Exercise description:
Your task is to transcribe the entries below exactly, from their first line down to the line containing "pub fn validation(msg: impl", and to stop there.

Data shown:

•••••

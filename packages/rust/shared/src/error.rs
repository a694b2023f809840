//! Error types for ScholarScout.
//!
//! Library crates use [`ScholarScoutError`] via `thiserror`.
//! The CLI wraps this with `color-eyre` for rich diagnostics.

use std::path::PathBuf;

/// Top-level error type for all ScholarScout operations.
#[derive(Debug, thiserror::Error)]
pub enum ScholarScoutError {
    /// Configuration loading or validation error. Also raised when no search
    /// provider is usable, which is the only error a fetch cycle surfaces.
    #[error("config error: {message}")]
    Config { message: String },

    /// Network/HTTP error during search or link verification.
    #[error("network error: {0}")]
    Network(String),

    /// Provider output or response envelope could not be parsed.
    #[error("parse error: {message}")]
    Parse { message: String },

    /// Database or storage layer error.
    #[error("storage error: {0}")]
    Storage(String),

    /// Upstream search provider returned an error response.
    #[error("provider error: {0}")]
    Provider(String),

    /// Filesystem I/O error.
    #[error("I/O error at {path:?}: {source}")]
    Io {
        path: PathBuf,
        source: std::io::Error,
    },

    /// Data validation error (untrusted link at write time, bad identifiers, etc.).
    #[error("validation error: {message}")]
    Validation { message: String },
}

/// Convenience alias used throughout the codebase.
pub type Result<T> = std::result::Result<T, ScholarScoutError>;

impl ScholarScoutError {
    /// Create a config error from any displayable message.
    pub fn config(msg: impl Into<String>) -> Self {
        Self::Config {
            message: msg.into(),
        }
    }

    /// Create a parse error from any displayable message.
    pub fn parse(msg: impl Into<String>) -> Self {
        Self::Parse {
            message: msg.into(),
        }
    }

    /// Create a validation error from any displayable message.
    pub fn validation(msg: impl Into<String>) -> Self {
        Self::Validation {
            message: msg.into(),
        }
    }

    /// Wrap a `std::io::Error` with a path for context.
    pub fn io(path: impl Into<PathBuf>, source: std::io::Error) -> Self {
        Self::Io {
            path: path.into(),
            source,
        }
    }

    /// Whether this is a fatal configuration error.
    pub fn is_config(&self) -> bool {
        matches!(self, Self::Config { .. })
    }
}

#[cfg(test)]
mod tests {
    use super::*;

    #[test]
    fn error_display_formatting() {
        let err = ScholarScoutError::config("no search provider is configured");
        assert_eq!(
            err.to_string(),
            "config error: no search provider is configured"
        );
        assert!(err.is_config());

        let err = ScholarScoutError::validation("link https://x.com/a is not trusted");
        assert!(err.to_string().contains("not trusted"));
        assert!(!err.is_config());
    }
}
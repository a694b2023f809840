//! Candidate validation for untrusted provider output.
//!
//! Model output is treated as hostile input. [`CandidateValidator`] pulls a
//! JSON array out of the raw text, then runs every element through three
//! gates in order:
//!
//! 1. schema: types, enum membership, URL shape, `YYYY-MM-DD` deadline
//! 2. trust: [`policy::is_trusted_link`] and the substantive-text floors
//! 3. deadline window: not in the past, not beyond the configured horizon
//!
//! A failing element is dropped on its own; the rest of the batch continues.
//! Unparseable output yields an empty report, never an error.

mod extract;
pub mod policy;

use std::sync::LazyLock;

use chrono::{Months, NaiveDate};
use regex::Regex;
use scholarscout_shared::{Candidate, ValidatedCandidate, ValidationConfig};
use serde_json::Value;
use tracing::{debug, info, warn};
use url::Url;

pub use policy::{is_substantive, is_trusted_link};

/// Matches the `YYYY-MM-DD` deadline format.
static DEADLINE_RE: LazyLock<Regex> =
    LazyLock::new(|| Regex::new(r"^\d{4}-\d{2}-\d{2}$").expect("deadline regex"));

// ---------------------------------------------------------------------------
// Report types
// ---------------------------------------------------------------------------

/// Why a single element was dropped.
#[derive(Debug, Clone, PartialEq, Eq)]
pub enum RejectionReason {
    /// Field types, enum membership, URL or date format.
    Schema(String),
    /// Link fails the trust policy.
    UntrustedLink(String),
    /// A text field is below its length floor.
    ThinContent(&'static str),
    /// Deadline outside the accepted window.
    Deadline(DeadlineIssue),
}

impl std::fmt::Display for RejectionReason {
    fn fmt(&self, f: &mut std::fmt::Formatter<'_>) -> std::fmt::Result {
        match self {
            Self::Schema(msg) => write!(f, "schema violation: {msg}"),
            Self::UntrustedLink(link) => write!(f, "untrusted link: {link}"),
            Self::ThinContent(field) => write!(f, "{field} is too short to trust"),
            Self::Deadline(issue) => write!(f, "deadline rejected: {issue}"),
        }
    }
}

/// Deadline window failures.
#[derive(Debug, Clone, PartialEq, Eq)]
pub enum DeadlineIssue {
    /// Matches the format but is not a calendar date (e.g. `2027-02-30`).
    Unparseable(String),
    /// Strictly before today.
    Past(NaiveDate),
    /// After today plus the horizon.
    TooFar(NaiveDate),
}

impl std::fmt::Display for DeadlineIssue {
    fn fmt(&self, f: &mut std::fmt::Formatter<'_>) -> std::fmt::Result {
        match self {
            Self::Unparseable(raw) => write!(f, "`{raw}` is not a calendar date"),
            Self::Past(date) => write!(f, "{date} has already passed"),
            Self::TooFar(date) => write!(f, "{date} is implausibly far in the future"),
        }
    }
}

/// A dropped element, kept for observability.
#[derive(Debug, Clone)]
pub struct Rejection {
    /// Position in the extracted array.
    pub index: usize,
    /// The element's title, when it had a string one.
    pub title: Option<String>,
    pub reason: RejectionReason,
}

/// Outcome of validating one provider response.
#[derive(Debug, Clone, Default)]
pub struct ValidationReport {
    /// Number of array elements extracted from the text.
    pub extracted: usize,
    pub accepted: Vec<ValidatedCandidate>,
    pub rejected: Vec<Rejection>,
    /// Set when the text held no usable JSON array.
    pub parse_error: Option<String>,
}

impl ValidationReport {
    /// A report with nothing in it, used when a query fails upstream.
    pub fn empty() -> Self {
        Self::default()
    }
}

// ---------------------------------------------------------------------------
// Validator
// ---------------------------------------------------------------------------

/// Shared, provider-agnostic validator.
#[derive(Debug, Clone, Copy)]
pub struct CandidateValidator {
    max_deadline_months: u32,
}

impl Default for CandidateValidator {
    fn default() -> Self {
        Self::new(&ValidationConfig::default())
    }
}

impl CandidateValidator {
    pub fn new(config: &ValidationConfig) -> Self {
        Self {
            max_deadline_months: config.max_deadline_months,
        }
    }

    /// Validate a raw provider response against `today`.
    pub fn validate_response(&self, text: &str, today: NaiveDate) -> ValidationReport {
        let items = match extract::parse_array(text) {
            Ok(items) => items,
            Err(e) => {
                warn!(error = %e, "provider output held no JSON array, treating as empty");
                return ValidationReport {
                    parse_error: Some(e),
                    ..ValidationReport::default()
                };
            }
        };

        let mut report = ValidationReport {
            extracted: items.len(),
            ..ValidationReport::default()
        };

        for (index, value) in items.into_iter().enumerate() {
            let title = value
                .get("title")
                .and_then(Value::as_str)
                .map(|s| s.trim().to_string());

            match self.validate_value(value, today) {
                Ok(candidate) => report.accepted.push(candidate),
                Err(reason) => {
                    debug!(index, title = ?title, %reason, "candidate rejected");
                    report.rejected.push(Rejection {
                        index,
                        title,
                        reason,
                    });
                }
            }
        }

        info!(
            extracted = report.extracted,
            accepted = report.accepted.len(),
            rejected = report.rejected.len(),
            "validated provider output"
        );

        report
    }

    /// Run one JSON element through schema, trust and deadline gates.
    pub fn validate_value(
        &self,
        value: Value,
        today: NaiveDate,
    ) -> Result<ValidatedCandidate, RejectionReason> {
        let candidate: Candidate = serde_json::from_value(value)
            .map_err(|e| RejectionReason::Schema(e.to_string()))?;

        check_schema(&candidate)?;

        if !is_trusted_link(&candidate.link) {
            return Err(RejectionReason::UntrustedLink(candidate.link));
        }

        if let Some(field) = policy::thin_field(
            &candidate.title,
            &candidate.organization,
            &candidate.description,
        ) {
            return Err(RejectionReason::ThinContent(field));
        }

        let deadline = check_deadline(candidate.deadline.trim(), today, self.max_deadline_months)
            .map_err(RejectionReason::Deadline)?;

        Ok(ValidatedCandidate {
            title: candidate.title.trim().to_string(),
            organization: candidate.organization.trim().to_string(),
            country: candidate.country.trim().to_string(),
            level: candidate.level,
            field: candidate.field.trim().to_string(),
            category: candidate.category,
            deadline,
            description: candidate.description.trim().to_string(),
            link: candidate.link.trim().to_string(),
            amount: candidate.amount,
            currency: candidate.currency,
        })
    }
}

/// Checks serde cannot express: non-empty strings, URL and date shape.
fn check_schema(candidate: &Candidate) -> Result<(), RejectionReason> {
    let required = [
        ("title", &candidate.title),
        ("organization", &candidate.organization),
        ("country", &candidate.country),
        ("field", &candidate.field),
        ("deadline", &candidate.deadline),
        ("description", &candidate.description),
        ("link", &candidate.link),
    ];
    if let Some((name, _)) = required.iter().find(|(_, v)| v.trim().is_empty()) {
        return Err(RejectionReason::Schema(format!("field `{name}` is empty")));
    }

    Url::parse(candidate.link.trim())
        .map_err(|e| RejectionReason::Schema(format!("link is not a valid URL: {e}")))?;

    if !DEADLINE_RE.is_match(candidate.deadline.trim()) {
        return Err(RejectionReason::Schema(format!(
            "deadline `{}` is not YYYY-MM-DD",
            candidate.deadline
        )));
    }

    Ok(())
}

/// Parse `raw` and check it falls in `[today, today + max_months]`.
pub fn check_deadline(
    raw: &str,
    today: NaiveDate,
    max_months: u32,
) -> Result<NaiveDate, DeadlineIssue> {
    let date = NaiveDate::parse_from_str(raw, "%Y-%m-%d")
        .map_err(|_| DeadlineIssue::Unparseable(raw.to_string()))?;

    if date < today {
        return Err(DeadlineIssue::Past(date));
    }

    let horizon = today
        .checked_add_months(Months::new(max_months))
        .unwrap_or(NaiveDate::MAX);
    if date > horizon {
        return Err(DeadlineIssue::TooFar(date));
    }

    Ok(date)
}
//! Merge verified candidates into the stored corpus.
//!
//! A candidate matches a stored record when their identity keys (lowercased,
//! trimmed title and organization) are equal. Matches only ever improve a
//! record: a later deadline or a longer description.

use scholarscout_shared::{Result, ScholarshipRecord, ValidatedCandidate, VerifiedCandidate};
use scholarscout_storage::{InsertOutcome, RecordPatch, RecordStore};
use scholarscout_validation::is_trusted_link;
use tracing::{debug, info, instrument};

/// Counts from one merge.
#[derive(Debug, Clone, Copy, Default, PartialEq, Eq)]
pub struct MergeResult {
    pub added: usize,
    pub updated: usize,
    pub duplicates: usize,
}

/// Insert new candidates and improve existing records.
///
/// Writes happen one at a time in input order. A uniqueness conflict on
/// insert (a concurrent writer got there first) counts as a duplicate.
#[instrument(skip_all, fields(incoming = incoming.len(), source = %source))]
pub async fn merge(
    incoming: &[VerifiedCandidate],
    store: &dyn RecordStore,
    source: &str,
) -> Result<MergeResult> {
    let mut result = MergeResult::default();

    for verified in incoming {
        let candidate = &verified.candidate;
        let key = candidate.identity_key();

        match store.find_by_identity(&key).await? {
            None => match store.insert_record(candidate, source).await? {
                InsertOutcome::Inserted(id) => {
                    debug!(%id, title = %candidate.title, "added");
                    result.added += 1;
                }
                InsertOutcome::Conflict => {
                    debug!(title = %candidate.title, "insert conflict, counting as duplicate");
                    result.duplicates += 1;
                }
            },
            Some(existing) => match plan_update(&existing, candidate) {
                Some(patch) => {
                    store.update_record(&existing.id, &patch).await?;
                    debug!(id = %existing.id, title = %candidate.title, "updated");
                    result.updated += 1;
                }
                None => result.duplicates += 1,
            },
        }
    }

    info!(
        added = result.added,
        updated = result.updated,
        duplicates = result.duplicates,
        "merge complete"
    );
    Ok(result)
}

/// Decide what to change on `existing`, if anything.
///
/// Returns `None` unless the incoming deadline is strictly later or the
/// incoming description is strictly longer (in characters). When an update
/// qualifies, the link and amount/currency ride along if they differ.
pub fn plan_update(
    existing: &ScholarshipRecord,
    incoming: &ValidatedCandidate,
) -> Option<RecordPatch> {
    let later = incoming.deadline > existing.deadline;
    let longer = incoming.description.chars().count() > existing.description.chars().count();
    if !later && !longer {
        return None;
    }

    let mut patch = RecordPatch::default();
    if later {
        patch.deadline = Some(incoming.deadline);
    }
    if longer {
        patch.description = Some(incoming.description.clone());
    }
    // The link already answered a liveness probe this cycle.
    if incoming.link != existing.link && is_trusted_link(&incoming.link) {
        patch.link = Some(incoming.link.clone());
    }
    if incoming.amount.is_some() && incoming.amount != existing.amount {
        patch.amount = incoming.amount.clone();
    }
    if incoming.currency.is_some() && incoming.currency != existing.currency {
        patch.currency = incoming.currency;
    }
    Some(patch)
}
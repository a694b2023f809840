//! SQL migration definitions for the ScholarScout database.
//!
//! Migrations are applied in order on database open. Each migration records
//! its version in `schema_migrations` as its last statement.

/// A database migration with a version and SQL statements.
pub(crate) struct Migration {
    pub version: u32,
    pub description: &'static str,
    pub sql: &'static str,
}

/// All migrations, in ascending version order.
pub(crate) fn all_migrations() -> Vec<Migration> {
    vec![
        Migration {
            version: 1,
            description: "Initial schema: scholarships, fetch_runs, counters",
            sql: r#"
-- Schema version tracking
CREATE TABLE IF NOT EXISTS schema_migrations (
    version    INTEGER PRIMARY KEY,
    applied_at TEXT NOT NULL DEFAULT (datetime('now'))
);

-- Scholarship corpus
CREATE TABLE IF NOT EXISTS scholarships (
    id             TEXT PRIMARY KEY,
    identity_key   TEXT NOT NULL UNIQUE,
    title          TEXT NOT NULL,
    organization   TEXT NOT NULL,
    country        TEXT NOT NULL,
    level          TEXT NOT NULL,
    field          TEXT NOT NULL,
    category       TEXT NOT NULL,
    deadline       TEXT NOT NULL,
    description    TEXT NOT NULL,
    link           TEXT NOT NULL,
    amount         TEXT,
    currency       TEXT,
    human_verified INTEGER NOT NULL DEFAULT 0,
    source         TEXT NOT NULL,
    created_at     TEXT NOT NULL,
    updated_at     TEXT NOT NULL
);

CREATE INDEX IF NOT EXISTS idx_scholarships_deadline ON scholarships(deadline);
CREATE INDEX IF NOT EXISTS idx_scholarships_country ON scholarships(country);

-- Fetch run log
CREATE TABLE IF NOT EXISTS fetch_runs (
    id           TEXT PRIMARY KEY,
    queries_json TEXT NOT NULL,
    status       TEXT NOT NULL,
    found        INTEGER NOT NULL DEFAULT 0,
    added        INTEGER NOT NULL DEFAULT 0,
    error        TEXT,
    started_at   TEXT NOT NULL,
    completed_at TEXT
);

CREATE INDEX IF NOT EXISTS idx_fetch_runs_started ON fetch_runs(started_at);

-- Monotonic counters (query batch rotation)
CREATE TABLE IF NOT EXISTS counters (
    name  TEXT PRIMARY KEY,
    value INTEGER NOT NULL
);

INSERT INTO schema_migrations (version) VALUES (1);
"#,
        },
    ]
}
//! One fetch cycle: pick a batch, search, verify, merge, record the run.
//!
//! Each cycle produces exactly one run-log entry that moves from `running`
//! to `completed` or `failed`. Failures are recorded, never raised.

use std::sync::Arc;
use std::time::{Duration, Instant};

use chrono::Utc;
use scholarscout_providers::SearchProvider;
use scholarscout_shared::{AppConfig, Result, RunStatus};
use scholarscout_storage::{RecordStore, RunLog};
use scholarscout_verifier::{HttpProbe, LinkProbe};
use tracing::{error, info, instrument, warn};

use crate::batch::{BatchOrchestrator, BatchResult};
use crate::dedup::{self, MergeResult};
use crate::progress::{ProgressReporter, SilentProgress};
use crate::queries::QueryRotation;

/// Summary of one cycle. `status` is always terminal.
#[derive(Debug, Clone)]
pub struct FetchCycleReport {
    /// `None` when the run record could not be created.
    pub run_id: Option<String>,
    pub status: RunStatus,
    pub queries: Vec<String>,
    pub found: u32,
    pub validated: u32,
    pub verified: u32,
    pub dead_links: u32,
    pub added: u32,
    pub updated: u32,
    pub duplicates: u32,
    pub error: Option<String>,
    pub elapsed: Duration,
}

impl FetchCycleReport {
    fn failed(run_id: Option<String>, queries: Vec<String>, error: String, start: Instant) -> Self {
        Self {
            run_id,
            status: RunStatus::Failed,
            queries,
            found: 0,
            validated: 0,
            verified: 0,
            dead_links: 0,
            added: 0,
            updated: 0,
            duplicates: 0,
            error: Some(error),
            elapsed: start.elapsed(),
        }
    }
}

/// Drives fetch cycles against one provider and one store.
pub struct FetchCycleController<S, P = HttpProbe> {
    provider: Arc<dyn SearchProvider>,
    store: Arc<S>,
    orchestrator: BatchOrchestrator<P>,
    rotation: QueryRotation,
    progress: Arc<dyn ProgressReporter>,
}

impl<S: RecordStore + RunLog> FetchCycleController<S, HttpProbe> {
    /// Controller wired from config with HTTP link checks.
    pub fn from_config(
        config: &AppConfig,
        provider: Arc<dyn SearchProvider>,
        store: Arc<S>,
    ) -> Result<Self> {
        Ok(Self::new(
            provider,
            store,
            BatchOrchestrator::from_config(config)?,
            QueryRotation::from_config(&config.queries),
        ))
    }
}

impl<S: RecordStore + RunLog, P: LinkProbe> FetchCycleController<S, P> {
    pub fn new(
        provider: Arc<dyn SearchProvider>,
        store: Arc<S>,
        orchestrator: BatchOrchestrator<P>,
        rotation: QueryRotation,
    ) -> Self {
        Self {
            provider,
            store,
            orchestrator,
            rotation,
            progress: Arc::new(SilentProgress),
        }
    }

    pub fn with_progress(mut self, progress: Arc<dyn ProgressReporter>) -> Self {
        self.progress = progress;
        self
    }

    /// Run one cycle to a terminal state.
    #[instrument(skip_all, fields(provider = self.provider.name()))]
    pub async fn run_fetch_cycle(&self) -> FetchCycleReport {
        let start = Instant::now();
        let report = self.run_inner(start).await;
        self.progress.done(&report);
        report
    }

    async fn run_inner(&self, start: Instant) -> FetchCycleReport {
        self.progress.phase("Preparing run");
        let counter = match self.store.advance_run_counter().await {
            Ok(n) => n,
            Err(e) => {
                error!(error = %e, "could not advance run counter");
                return FetchCycleReport::failed(None, Vec::new(), e.to_string(), start);
            }
        };

        let queries = self.rotation.batch_for(counter, Utc::now().date_naive());
        let run_id = match self.store.create_run(&queries).await {
            Ok(id) => id,
            Err(e) => {
                error!(error = %e, "could not create fetch run record");
                return FetchCycleReport::failed(None, queries, e.to_string(), start);
            }
        };
        info!(%run_id, counter, queries = queries.len(), "fetch cycle started");

        match self.execute(&run_id, &queries).await {
            Ok((batch, merged)) => {
                let found = to_u32(batch.found);
                let added = to_u32(merged.added);
                if let Err(e) = self.store.complete_run(&run_id, found, added).await {
                    error!(%run_id, error = %e, "could not record completed run");
                    self.record_failure(&run_id, &e.to_string()).await;
                    return FetchCycleReport::failed(Some(run_id), queries, e.to_string(), start);
                }

                let report = FetchCycleReport {
                    run_id: Some(run_id),
                    status: RunStatus::Completed,
                    queries,
                    found,
                    validated: to_u32(batch.validated),
                    verified: to_u32(batch.verified.len()),
                    dead_links: to_u32(batch.dead_links),
                    added,
                    updated: to_u32(merged.updated),
                    duplicates: to_u32(merged.duplicates),
                    error: None,
                    elapsed: start.elapsed(),
                };
                info!(
                    found = report.found,
                    added = report.added,
                    updated = report.updated,
                    elapsed_ms = report.elapsed.as_millis() as u64,
                    "fetch cycle completed"
                );
                report
            }
            Err(e) => {
                error!(%run_id, error = %e, "fetch cycle failed");
                self.record_failure(&run_id, &e.to_string()).await;
                FetchCycleReport::failed(Some(run_id), queries, e.to_string(), start)
            }
        }
    }

    async fn execute(&self, run_id: &str, queries: &[String]) -> Result<(BatchResult, MergeResult)> {
        let batch = self
            .orchestrator
            .run_batch(queries, self.provider.as_ref(), self.progress.as_ref())
            .await?;

        self.progress.phase("Saving scholarships");
        let source = format!("{}:{run_id}", self.provider.name());
        let merged = dedup::merge(&batch.verified, self.store.as_ref(), &source).await?;
        Ok((batch, merged))
    }

    async fn record_failure(&self, run_id: &str, message: &str) {
        if let Err(e) = self.store.fail_run(run_id, message).await {
            warn!(%run_id, error = %e, "could not mark run as failed");
        }
    }
}

fn to_u32(n: usize) -> u32 {
    u32::try_from(n).unwrap_or(u32::MAX)
}
/// Convert a database row to a [`FetchRun`].
fn row_to_run(row: &Row) -> Result<FetchRun> {
    let queries_json = text(row, 1)?;
    Ok(FetchRun {
        id: text(row, 0)?,
        queries: serde_json::from_str(&queries_json)
            .map_err(|e| ScholarScoutError::Storage(format!("invalid queries_json: {e}")))?,
        status: parse_column("status", &text(row, 2)?)?,
        found: row
            .get::<u32>(3)
            .map_err(|e| ScholarScoutError::Storage(e.to_string()))?,
        added: row
            .get::<u32>(4)
            .map_err(|e| ScholarScoutError::Storage(e.to_string()))?,
        error: row.get::<String>(5).ok(),
        started_at: parse_timestamp(&text(row, 6)?)?,
        completed_at: row
            .get::<String>(7)
            .ok()
            .map(|s| parse_timestamp(&s))
            .transpose()?,
    })
}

•••••

Reply:
filename packages/rust/shared/src/error.rs
repository a694b2023f809840
//! Error types for ScholarScout.
//!
//! Library crates use [`ScholarScoutError`] via `thiserror`.
//! The CLI wraps this with `color-eyre` for rich diagnostics.

use std::path::PathBuf;

/// Top-level error type for all ScholarScout operations.
#[derive(Debug, thiserror::Error)]
pub enum ScholarScoutError {
    /// Configuration loading or validation error. Also raised when no search
    /// provider is usable, which is the only error a fetch cycle surfaces.
    #[error("config error: {message}")]
    Config { message: String },

    /// Network/HTTP error during search or link verification.
    #[error("network error: {0}")]
    Network(String),

    /// Provider output or response envelope could not be parsed.
    #[error("parse error: {message}")]
    Parse { message: String },

    /// Database or storage layer error.
    #[error("storage error: {0}")]
    Storage(String),

    /// Upstream search provider returned an error response.
    #[error("provider error: {0}")]
    Provider(String),

    /// Filesystem I/O error.
    #[error("I/O error at {path:?}: {source}")]
    Io {
        path: PathBuf,
        source: std::io::Error,
    },

    /// Data validation error (untrusted link at write time, bad identifiers, etc.).
    #[error("validation error: {message}")]
    Validation { message: String },
}

/// Convenience alias used throughout the codebase.
pub type Result<T> = std::result::Result<T, ScholarScoutError>;

impl ScholarScoutError {
    /// Create a config error from any displayable message.
    pub fn config(msg: impl Into<String>) -> Self {
        Self::Config {
            message: msg.into(),
        }
    }

    /// Create a parse error from any displayable message.
    pub fn parse(msg: impl Into<String>) -> Self {
        Self::Parse {
            message: msg.into(),
        }
    }

    /// Create a validation error from any displayable message.
    pub fn validation(msg: impl Into<String>) -> Self {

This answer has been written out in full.